Study population was obtained from the HCUP-NIS database. ICD-9-CM codes were used to identify all patients with history of CABG over the age of 65, undergoing TA-TAVR or SAVR between 2011-2013. Baseline characteristics, in-hospital all-cause mortality, cost and length of hospitalization and procedure related outcomes were assessed. To adjust for multiple confounders propensity score matching was used.
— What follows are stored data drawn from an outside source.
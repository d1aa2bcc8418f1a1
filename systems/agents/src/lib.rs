#![deny(
    unsafe_code,
    missing_docs,
    dead_code,
    unused_results,
    non_snake_case,
    unreachable_pub
)]

//! Pure system that drives hostile agents and resolves the player's shots.
//!
//! Every tick, agents that can see the player, or have seen them before,
//! either attack from within their attack distance or take the next step of
//! a breadth-first route toward the player's cell. When the player fires,
//! the nearest visible agent covering the centre of the screen within the
//! weapon's range takes the hit.

use duskfall_core::{
    signed_angle, AgentSnapshot, AgentState, AgentView, CellCoord, Command, Event, GridMap,
    PlayerSnapshot, Viewport, WeaponKind,
};
use duskfall_system_pathfinding::{PathFinder, PathResult};
use duskfall_system_raycasting::has_line_of_sight;
use duskfall_system_sprites::profile;
use rand::{Rng, SeedableRng};
use rand_chacha::ChaCha8Rng;

/// Agent behaviour system that queues movement, attack and hit commands.
#[derive(Debug)]
pub struct AgentBehaviour {
    finder: PathFinder,
    viewport: Viewport,
    max_depth: u32,
    seed: u64,
    rng: ChaCha8Rng,
}

impl AgentBehaviour {
    /// Creates a behaviour system; `seed` fixes the outcome of attack rolls.
    #[must_use]
    pub fn new(seed: u64, viewport: Viewport, max_depth: u32) -> Self {
        Self {
            finder: PathFinder::default(),
            viewport,
            max_depth,
            seed,
            rng: ChaCha8Rng::seed_from_u64(seed),
        }
    }

    /// Consumes world events and immutable views to emit agent commands.
    pub fn handle(
        &mut self,
        events: &[Event],
        player: &PlayerSnapshot,
        agents: &AgentView,
        grid: &GridMap,
        out: &mut Vec<Command>,
    ) {
        let mut ticked = false;
        for event in events {
            match event {
                Event::GameRestarted => self.rng = ChaCha8Rng::seed_from_u64(self.seed),
                Event::WeaponFired { weapon, .. } => {
                    if let Some(command) = self.resolve_shot(*weapon, player, agents, grid) {
                        out.push(command);
                    }
                }
                Event::TimeAdvanced { .. } => ticked = true,
                _ => {}
            }
        }

        if !ticked {
            return;
        }

        let player_cell = player.pose.cell();
        for agent in agents.iter() {
            if !matches!(
                agent.state,
                AgentState::Idle | AgentState::Chasing | AgentState::Attacking
            ) {
                continue;
            }
            if let Some(command) = self.act(agent, player, player_cell, agents, grid) {
                out.push(command);
            }
        }
    }

    fn act(
        &mut self,
        agent: &AgentSnapshot,
        player: &PlayerSnapshot,
        player_cell: CellCoord,
        agents: &AgentView,
        grid: &GridMap,
    ) -> Option<Command> {
        let target = player.pose.position;
        let sees_player = has_line_of_sight(grid, agent.position, target, self.max_depth);
        if !sees_player && !agent.search_triggered {
            return None;
        }

        let spec = agent.kind.spec();
        if sees_player && agent.position.distance(target) <= spec.attack_distance {
            if !agent.ready_to_attack {
                return None;
            }
            let landed = self.rng.gen::<f32>() < spec.accuracy;
            return Some(Command::AgentAttack {
                agent: agent.id,
                landed,
            });
        }

        let start = agent.cell();
        if start == player_cell {
            return None;
        }
        let route = self
            .finder
            .find_path_avoiding(start, player_cell, grid, |cell| {
                agents
                    .iter()
                    .any(|other| other.id != agent.id && other.is_alive() && other.cell() == cell)
            });
        match route {
            PathResult::Found(_) => route.next_step().map(|toward| Command::AdvanceAgent {
                agent: agent.id,
                toward,
            }),
            PathResult::NoPath => {
                tracing::trace!(agent = agent.id.get(), "agent cannot reach player");
                None
            }
        }
    }

    fn resolve_shot(
        &self,
        weapon: WeaponKind,
        player: &PlayerSnapshot,
        agents: &AgentView,
        grid: &GridMap,
    ) -> Option<Command> {
        let spec = weapon.spec();
        let pose = player.pose;
        let centre = self.viewport.width() * 0.5;

        let mut best: Option<(&AgentSnapshot, f32)> = None;
        for agent in agents.iter().filter(|agent| agent.is_alive()) {
            let offset = agent.position - pose.position;
            let distance = offset.length();
            if distance > spec.range {
                continue;
            }

            let delta = signed_angle(offset.y.atan2(offset.x) - pose.angle);
            let depth = distance * delta.cos();
            if depth <= 0.0 {
                continue;
            }

            let screen_x = (self.viewport.columns() as f32 * 0.5
                + delta / self.viewport.delta_angle())
                * self.viewport.column_width();
            let image = profile(agent.kind.sprite());
            let half_width =
                self.viewport.screen_distance() / depth * image.scale * image.aspect * 0.5;
            if (screen_x - centre).abs() >= half_width {
                continue;
            }
            if !has_line_of_sight(grid, pose.position, agent.position, self.max_depth) {
                continue;
            }

            if best.map_or(true, |(_, closest)| distance < closest) {
                best = Some((agent, distance));
            }
        }

        best.map(|(agent, _)| {
            tracing::debug!(agent = agent.id.get(), weapon = weapon.name(), "shot landed");
            Command::HitAgent {
                agent: agent.id,
                damage: spec.damage,
            }
        })
    }
}

#[cfg(test)]
mod tests {
    use std::time::Duration;

    use duskfall_core::{AgentId, AgentKind, Ammo, Pose};
    use glam::Vec2;

    use super::*;

    fn player_at(x: f32, y: f32, angle: f32) -> PlayerSnapshot {
        PlayerSnapshot {
            pose: Pose::new(Vec2::new(x, y), angle),
            health: 100,
            max_health: 100,
            score: 0,
            shot: false,
        }
    }

    fn agent(id: u32, kind: AgentKind, x: f32, y: f32) -> AgentSnapshot {
        AgentSnapshot {
            id: AgentId::new(id),
            kind,
            position: Vec2::new(x, y),
            health: kind.spec().health,
            state: AgentState::Idle,
            search_triggered: false,
            ready_to_attack: true,
        }
    }

    fn behaviour() -> AgentBehaviour {
        AgentBehaviour::new(7, Viewport::default(), 20)
    }

    fn tick() -> Event {
        Event::TimeAdvanced {
            dt: Duration::from_millis(16),
        }
    }

    fn fired(weapon: WeaponKind) -> Event {
        Event::WeaponFired {
            weapon,
            remaining: Ammo::Unbounded,
        }
    }

    #[test]
    fn unaware_agent_out_of_sight_stays_put() {
        let grid = GridMap::parse("#######\n#..#..#\n#..#..#\n#######").expect("map");
        let view = AgentView::from_snapshots(vec![agent(0, AgentKind::Soldier, 5.5, 1.5)]);
        let mut out = Vec::new();

        behaviour().handle(&[tick()], &player_at(1.5, 1.5, 0.0), &view, &grid, &mut out);

        assert!(out.is_empty());
    }

    #[test]
    fn visible_agent_far_away_steps_toward_player() {
        let grid = GridMap::enclosed_room(12, 5);
        let view = AgentView::from_snapshots(vec![agent(0, AgentKind::Soldier, 10.5, 2.5)]);
        let mut out = Vec::new();

        behaviour().handle(&[tick()], &player_at(1.5, 2.5, 0.0), &view, &grid, &mut out);

        assert!(
            matches!(
                out.as_slice(),
                [Command::AdvanceAgent { agent, toward }]
                    if *agent == AgentId::new(0) && toward.column() == 9
            ),
            "unexpected commands {out:?}"
        );
    }

    #[test]
    fn agent_in_range_attacks_only_when_ready() {
        let grid = GridMap::enclosed_room(8, 5);
        let mut ready = agent(0, AgentKind::Soldier, 4.5, 2.5);
        let mut out = Vec::new();
        let player = player_at(1.5, 2.5, 0.0);

        behaviour().handle(
            &[tick()],
            &player,
            &AgentView::from_snapshots(vec![ready]),
            &grid,
            &mut out,
        );
        assert!(matches!(out.as_slice(), [Command::AgentAttack { .. }]));

        ready.ready_to_attack = false;
        out.clear();
        behaviour().handle(
            &[tick()],
            &player,
            &AgentView::from_snapshots(vec![ready]),
            &grid,
            &mut out,
        );
        assert!(out.is_empty());
    }

    #[test]
    fn attack_rolls_repeat_for_the_same_seed() {
        let grid = GridMap::enclosed_room(8, 5);
        let view = AgentView::from_snapshots(vec![agent(0, AgentKind::Cyberdemon, 4.5, 2.5)]);
        let player = player_at(1.5, 2.5, 0.0);

        let rolls = |mut system: AgentBehaviour| {
            (0..32)
                .map(|_| {
                    let mut out = Vec::new();
                    system.handle(&[tick()], &player, &view, &grid, &mut out);
                    out
                })
                .collect::<Vec<_>>()
        };

        assert_eq!(rolls(behaviour()), rolls(behaviour()));
    }

    #[test]
    fn shot_hits_nearest_agent_in_crosshair() {
        let grid = GridMap::enclosed_room(12, 5);
        let view = AgentView::from_snapshots(vec![
            agent(0, AgentKind::Soldier, 8.5, 2.5),
            agent(1, AgentKind::Cacodemon, 5.5, 2.5),
            agent(2, AgentKind::Soldier, 3.5, 1.2),
        ]);
        let mut out = Vec::new();

        behaviour().handle(
            &[fired(WeaponKind::Shotgun)],
            &player_at(1.5, 2.5, 0.0),
            &view,
            &grid,
            &mut out,
        );

        assert_eq!(
            out,
            vec![Command::HitAgent {
                agent: AgentId::new(1),
                damage: 70,
            }]
        );
    }

    #[test]
    fn knife_only_reaches_adjacent_agents() {
        let grid = GridMap::enclosed_room(12, 5);
        let view = AgentView::from_snapshots(vec![agent(0, AgentKind::Soldier, 5.5, 2.5)]);
        let mut out = Vec::new();

        behaviour().handle(
            &[fired(WeaponKind::Knife)],
            &player_at(1.5, 2.5, 0.0),
            &view,
            &grid,
            &mut out,
        );

        assert!(out.is_empty());
    }
}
Among 9,464 patients with history of CABG undergoing AVR, TAVR was performed in 11.7% (n=1,112). TAVR patients were more likely to be older females with more frequent adverse clinical characteristics. In-hospital all-cause mortality, length of hospitalization and blood transfusion rates were lower in the TA-TAVR group while incidence of acute kidney injury and permanent pacemaker placement were higher. After propensity score matching, these statistically significant differences persisted with the exception of cost of hospitalization which was higher in the SAVR cohort (Table).
TA-TAVR in patients with prior history of CABG is associated with a lower incidence of in-hospital mortality, blood transfusion and a shorter length of stay but a higher frequency of acute kidney injury and permanent pacemaker placement.